Het probleem: Als ik ergens een foutje maak door mysql_real_escape_string ofzo te vergeten en iemand kan ik mijn database klooien, dan kan hij dus het uid van zijn rij in de tabel veranderen naar het id van de admin en vervolgens heeft hij het volledige beheer van mijn site. Dat is dus niet de bedoeling.
Op welke manier moet ik mijn systeem veranderen dat dit niet zomaar kan? Nog een sessie van het een of ander opslaan ofzo?
Het probleem: Als ik ergens een foutje maak door mysql_real_escape_string ofzo te vergeten en iemand kan ik mijn database klooien, dan kan hij dus het uid van zijn rij in de tabel veranderen naar het id van de admin en vervolgens heeft hij het volledige beheer van mijn site.

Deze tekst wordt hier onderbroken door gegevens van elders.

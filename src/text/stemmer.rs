use std::fmt::Debug;

use rust_stemmers::Algorithm;
use serde::{Deserialize, Serialize};

/// Reduces a word to its stem.
/// Must behave identically between training and extraction for one model.
pub trait Stemmer: Debug + Send + Sync {
    fn stem(&self, word: &str) -> String;

    /// Stable identifier, recorded in trained models
    fn name(&self) -> String;
}

/// Leaves every word untouched
#[derive(Debug, Default, Clone, Copy)]
pub struct NoStemmer;

impl Stemmer for NoStemmer {
    fn stem(&self, word: &str) -> String {
        word.to_string()
    }

    fn name(&self) -> String {
        "none".to_string()
    }
}

/// Removes plural endings only.
///
/// Words of three characters or less, and words containing anything other
/// than letters, are returned as they are.
#[derive(Debug, Default, Clone, Copy)]
pub struct SRemovalStemmer;

impl Stemmer for SRemovalStemmer {
    fn stem(&self, word: &str) -> String {
        if word.chars().count() <= 3 || !word.chars().all(char::is_alphabetic) {
            return word.to_string();
        }
        if let Some(base) = word.strip_suffix("sses") {
            format!("{base}ss")
        } else if let Some(base) = word.strip_suffix("ies") {
            format!("{base}i")
        } else if word.ends_with("ss") {
            word.to_string()
        } else if let Some(base) = word.strip_suffix('s') {
            base.to_string()
        } else {
            word.to_string()
        }
    }

    fn name(&self) -> String {
        "sremoval".to_string()
    }
}

/// Languages with a Snowball stemmer
#[derive(Debug, Clone, Copy, PartialEq, Eq, Serialize, Deserialize)]
#[serde(rename_all = "lowercase")]
pub enum SnowballLanguage {
    English,
    French,
    German,
    Spanish,
}

impl SnowballLanguage {
    pub fn as_str(self) -> &'static str {
        match self {
            SnowballLanguage::English => "english",
            SnowballLanguage::French => "french",
            SnowballLanguage::German => "german",
            SnowballLanguage::Spanish => "spanish",
        }
    }
}

impl From<SnowballLanguage> for Algorithm {
    fn from(lang: SnowballLanguage) -> Self {
        match lang {
            SnowballLanguage::English => Algorithm::English,
            SnowballLanguage::French => Algorithm::French,
            SnowballLanguage::German => Algorithm::German,
            SnowballLanguage::Spanish => Algorithm::Spanish,
        }
    }
}

/// Snowball stemmer backed by `rust_stemmers`
pub struct SnowballStemmer {
    language: SnowballLanguage,
    inner: rust_stemmers::Stemmer,
}

impl SnowballStemmer {
    pub fn new(language: SnowballLanguage) -> Self {
        Self {
            language,
            inner: rust_stemmers::Stemmer::create(language.into()),
        }
    }

    /// Porter style English stemmer
    pub fn porter() -> Self {
        Self::new(SnowballLanguage::English)
    }
}

impl Debug for SnowballStemmer {
    fn fmt(&self, f: &mut std::fmt::Formatter<'_>) -> std::fmt::Result {
        f.debug_struct("SnowballStemmer")
            .field("language", &self.language)
            .finish()
    }
}

impl Stemmer for SnowballStemmer {
    fn stem(&self, word: &str) -> String {
        self.inner.stem(word).into_owned()
    }

    fn name(&self) -> String {
        format!("snowball-{}", self.language.as_str())
    }
}

/// Stemmer selection stored in configuration and models.
#[derive(Debug, Clone, Copy, PartialEq, Eq, Default, Serialize, Deserialize)]
#[serde(rename_all = "lowercase")]
pub enum StemmerKind {
    None,
    SRemoval,
    #[default]
    Porter,
    Snowball(SnowballLanguage),
}

impl StemmerKind {
    pub fn build(self) -> Box<dyn Stemmer> {
        match self {
            StemmerKind::None => Box::new(NoStemmer),
            StemmerKind::SRemoval => Box::new(SRemovalStemmer),
            StemmerKind::Porter => Box::new(SnowballStemmer::porter()),
            StemmerKind::Snowball(lang) => Box::new(SnowballStemmer::new(lang)),
        }
    }
}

Dat is dus niet de bedoeling.
Op welke manier moet ik mijn systeem veranderen dat dit niet zomaar kan? Nog een sessie van het een of ander opslaan ofzo?
PHP hulp
26/04/2024 21:13:56Ponzi
13/05/2007 11:25:00Je zou een apparte tabel kunnen maken met daarin het IP-adres van de bezoeker en het session_id(). Als je ziet dat zijn session_id niet meer overeen komt met dat in de tabel, dan verwijder je zijn sessie.
Mark D
13/05/2007 11:31:00Dus eigenlijk gewoon uid ook in een sessie zetten en sessie verwijderen als ie niet meer overeenkomt met die in de tabel?